(Collected data entries)
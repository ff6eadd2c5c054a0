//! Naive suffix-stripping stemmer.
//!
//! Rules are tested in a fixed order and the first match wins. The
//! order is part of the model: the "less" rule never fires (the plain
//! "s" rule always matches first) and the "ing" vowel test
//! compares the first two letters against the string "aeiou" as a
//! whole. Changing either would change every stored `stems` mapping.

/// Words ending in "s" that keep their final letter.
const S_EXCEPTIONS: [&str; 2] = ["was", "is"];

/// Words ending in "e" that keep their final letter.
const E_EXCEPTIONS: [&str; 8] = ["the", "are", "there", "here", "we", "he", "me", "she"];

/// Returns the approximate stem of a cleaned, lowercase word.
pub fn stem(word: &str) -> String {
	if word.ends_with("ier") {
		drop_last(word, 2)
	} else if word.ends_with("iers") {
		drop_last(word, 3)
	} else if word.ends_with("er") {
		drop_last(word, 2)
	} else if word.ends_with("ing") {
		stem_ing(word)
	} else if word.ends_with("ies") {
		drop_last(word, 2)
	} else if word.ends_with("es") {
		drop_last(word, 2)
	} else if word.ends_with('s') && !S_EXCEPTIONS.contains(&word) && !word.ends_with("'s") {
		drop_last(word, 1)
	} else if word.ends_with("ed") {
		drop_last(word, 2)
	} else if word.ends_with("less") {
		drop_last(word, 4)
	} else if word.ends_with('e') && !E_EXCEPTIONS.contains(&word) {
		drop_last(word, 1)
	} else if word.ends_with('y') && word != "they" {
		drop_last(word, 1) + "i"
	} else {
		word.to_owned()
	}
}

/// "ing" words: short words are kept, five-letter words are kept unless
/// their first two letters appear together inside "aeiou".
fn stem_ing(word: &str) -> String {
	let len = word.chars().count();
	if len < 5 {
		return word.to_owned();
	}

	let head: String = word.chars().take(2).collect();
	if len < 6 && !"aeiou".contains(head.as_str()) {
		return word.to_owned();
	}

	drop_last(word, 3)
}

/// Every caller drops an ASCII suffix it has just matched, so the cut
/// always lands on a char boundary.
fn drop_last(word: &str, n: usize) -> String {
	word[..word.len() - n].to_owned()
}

§ **Goal of the exercise**: Copy every record above exactly as it stands.

§ **Task result**:
repository ff6eadd2c5c054a0
//! Naive suffix-stripping stemmer.
//!
//! Rules are tested in a fixed order and the first match wins. The
//! order is part of the model: the "less" rule never fires (the plain
//! "s" rule always matches first) and the "ing" vowel test
//! compares the first two letters against the string "aeiou" as a
//! whole. Changing either would change every stored `stems` mapping.

/// Words ending in "s" that keep their final letter.
const S_EXCEPTIONS: [&str; 2] = ["was", "is"];

/// Words ending in "e" that keep their final letter.
const E_EXCEPTIONS: [&str; 8] = ["the", "are", "there", "here", "we", "he", "me", "she"];

/// Returns the approximate stem of a cleaned, lowercase word.
pub fn stem(word: &str) -> String {
	if word.ends_with("ier") {
		drop_last(word, 2)
	} else if word.ends_with("iers") {
		drop_last(word, 3)
	} else if word.ends_with("er") {
		drop_last(word, 2)
	} else if word.ends_with("ing") {
		stem_ing(word)
	} else if word.ends_with("ies") {
		drop_last(word, 2)
	} else if word.ends_with("es") {
		drop_last(word, 2)
	} else if word.ends_with('s') && !S_EXCEPTIONS.contains(&word) && !word.ends_with("'s") {
		drop_last(word, 1)
	} else if word.ends_with("ed") {
		drop_last(word, 2)
	} else if word.ends_with("less") {
		drop_last(word, 4)
	} else if word.ends_with('e') && !E_EXCEPTIONS.contains(&word) {
		drop_last(word, 1)
	} else if word.ends_with('y') && word != "they" {
		drop_last(word, 1) + "i"
	} else {
		word.to_owned()
	}
}

/// "ing" words: short words are kept, five-letter words are kept unless
/// their first two letters appear together inside "aeiou".
fn stem_ing(word: &str) -> String {
	let len = word.chars().count();
	if len < 5 {
		return word.to_owned();
	}

	let head: String = word.chars().take(2).collect();
	if len < 6 && !"aeiou".contains(head.as_str()) {
		return word.to_owned();
	}

	drop_last(word, 3)
}

/// Every caller drops an ASCII suffix it has just matched, so the cut
/// always lands on a char boundary.
fn drop_last(word: &str, n: usize) -> String {
	word[..word.len() - n].to_owned()
}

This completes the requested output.